どゆこと?もしかして、前のフラグ構築に失敗したから?だからイベント発生しないの!?


「そ、そんなぁ~・・・」


たまの休みに早起きした苦労が水の泡だ。

イベントが発生する時間まで待ってみたけど進展なし。

両肩に徒労と喪失感が圧し掛かる。

折角街に来たんだし何か美味しいもの食べてフレンカにお土産を買っていこう。

そう思って通りを歩き始めた・・・その時だ!


「・・・はっ!?えっ!?」


思わず物陰に身を隠して様子を窺う。だって、目の前にあのミアナがいるんだもの!


「ミ、ミアナ?なんでここに?・・・あっ、そっか」


どれだけ優秀でも中身は年頃の女の子。暇になったら街に繰り出して遊ぶくらいするよね。


「そうだ。何するか覗いちゃお~っと」


これも何かの縁。すぐさまミアナの尾行を開始する。

つかず離れずの距離を保っているおかげで向こうもこちらに気づくことなく通りを歩いている。

しかし、しばらく尾行しておかしなことに気づいた。


「あれ?何も見ないの?」


少し目を向ければ若い女の子が好みそうなブティックやアクセサリーショップ、美味しそうなスイーツが並んでいるのにそれらに目もくれず足早に歩を進めている。

遊びに来たんじゃないってこと?

不審な行動に首を傾げているとミアナが人通りの少ない路地に入った。


「やばい!」


見失っては大変だと慌てて追いかける。

通りを曲がって路地に入るがそこにミアナの姿はない。


「えっ?あれ?」


ついさっき曲がったばかりのはずなのにその姿は影も形もない。

一体どこに・・・?

近くに隠れていないか木箱の裏を見たり樽のふたを開けたりして探したけどどこにもいない。

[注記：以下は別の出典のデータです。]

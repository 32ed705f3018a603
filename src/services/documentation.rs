use utoipa::OpenApi;

#[derive(OpenApi)]
/// Aggregated OpenAPI specification for Concursillo Back.
#[openapi(
    paths(
        crate::routes::health::healthcheck,
        crate::routes::admin::list_questionnaires,
        crate::routes::admin::create_questionnaire,
        crate::routes::admin::get_questionnaire,
        crate::routes::admin::update_questionnaire,
        crate::routes::admin::delete_questionnaire,
        crate::routes::host::create_room,
        crate::routes::host::get_room_state,
        crate::routes::host::start_game,
        crate::routes::host::set_phase,
        crate::routes::host::next_question,
        crate::routes::host::finish_game,
        crate::routes::host::reset_game,
        crate::routes::host::randomize_answers,
        crate::routes::host::grant_wildcard,
        crate::routes::host::complete_wildcard,
        crate::routes::host::revive_wildcard,
        crate::routes::play::join_room,
        crate::routes::play::get_player_state,
        crate::routes::play::leave_room,
        crate::routes::play::submit_answer,
        crate::routes::play::get_player_wildcards,
        crate::routes::sse::room_stream,
        crate::routes::sse::display_stream,
        crate::routes::sse::player_stream,
    ),
    components(
        schemas(
            crate::dto::health::HealthResponse,
            crate::dto::admin::QuestionInput,
            crate::dto::admin::SaveQuestionnaireRequest,
            crate::dto::admin::QuestionnaireListItem,
            crate::dto::admin::QuestionSummary,
            crate::dto::admin::QuestionnaireDetail,
            crate::dto::admin::ActionResponse,
            crate::dto::game::CreateRoomRequest,
            crate::dto::game::SetPhaseRequest,
            crate::dto::game::RoomSummary,
            crate::dto::game::PlayerSummary,
            crate::dto::game::WildcardSummary,
            crate::dto::game::WildcardSlateSummary,
            crate::dto::game::GameQuestionView,
            crate::dto::game::RoomStateResponse,
            crate::dto::game::NextQuestionResponse,
            crate::dto::game::LeaderboardEntry,
            crate::dto::game::FinishGameResponse,
            crate::dto::game::GrantWildcardRequest,
            crate::dto::game::WildcardActionRequest,
            crate::dto::game::WildcardResultResponse,
            crate::dto::play::JoinRoomRequest,
            crate::dto::play::JoinRoomResponse,
            crate::dto::play::SubmitAnswerRequest,
            crate::dto::play::PlayerQuestionView,
            crate::dto::play::PlayerStateResponse,
            crate::dao::models::RoomStatus,
            crate::state::phase::GamePhase,
            crate::state::phase::AnswerLetter,
            crate::state::wildcard::WildcardKind,
        )
    ),
    tags(
        (name = "health", description = "Health check endpoints"),
        (name = "admin", description = "Questionnaire management"),
        (name = "host", description = "Host console game control"),
        (name = "play", description = "Player actions"),
        (name = "sse", description = "Server-sent events streams"),
    )
)]
pub struct ApiDoc;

一度ならず二度までも!また無駄な時間を過ごしてしまった・・・!


「よぉ。待ちなお嬢ちゃん」

「カル学の女がお供もつけねぇでふらついてるって話は本当だったんだな」

「流石は貴族様。いい服着てるねぇ」


がっくり肩を落として路地を出ようとした私の前に三人の男性が立ちはだかる。

えーーっと。これは所謂・・・チンピラってやつですか?

どう見てもガラのよろしくない殿方達は私に迫り路地の奥へと追いやっていく。

たちまち突き当たりに追い込まれ逃げるに逃げられない状況に。

知らない!私こんなイベント知らないよ!?


「なぁ貴族様よぉ。明日をも知らねぇ俺達平民にちょいとばかし心付けをくれねぇか?」

「別に金でじゃなくてもいいんだぜぇ?」

「俺、一回でいいからその制服着てみたかったんだぁ」

「えっ?」

「はっ?」


はい出ましたーー!!こういう輩がやることと言ったらカツアゲですよねぇ!


「わ、分かりました!お金を払えばいいんですね?」

「そうそう。聞き分けのいい子はモテるぜぇ」

「えー。俺その制服が・・・」

「お前は黙ってろ!!」


お金で解放してくれるならそれに越したことはない。幸いにも私には助けた近衛騎士のおじさんからもらった支度金の残りがある。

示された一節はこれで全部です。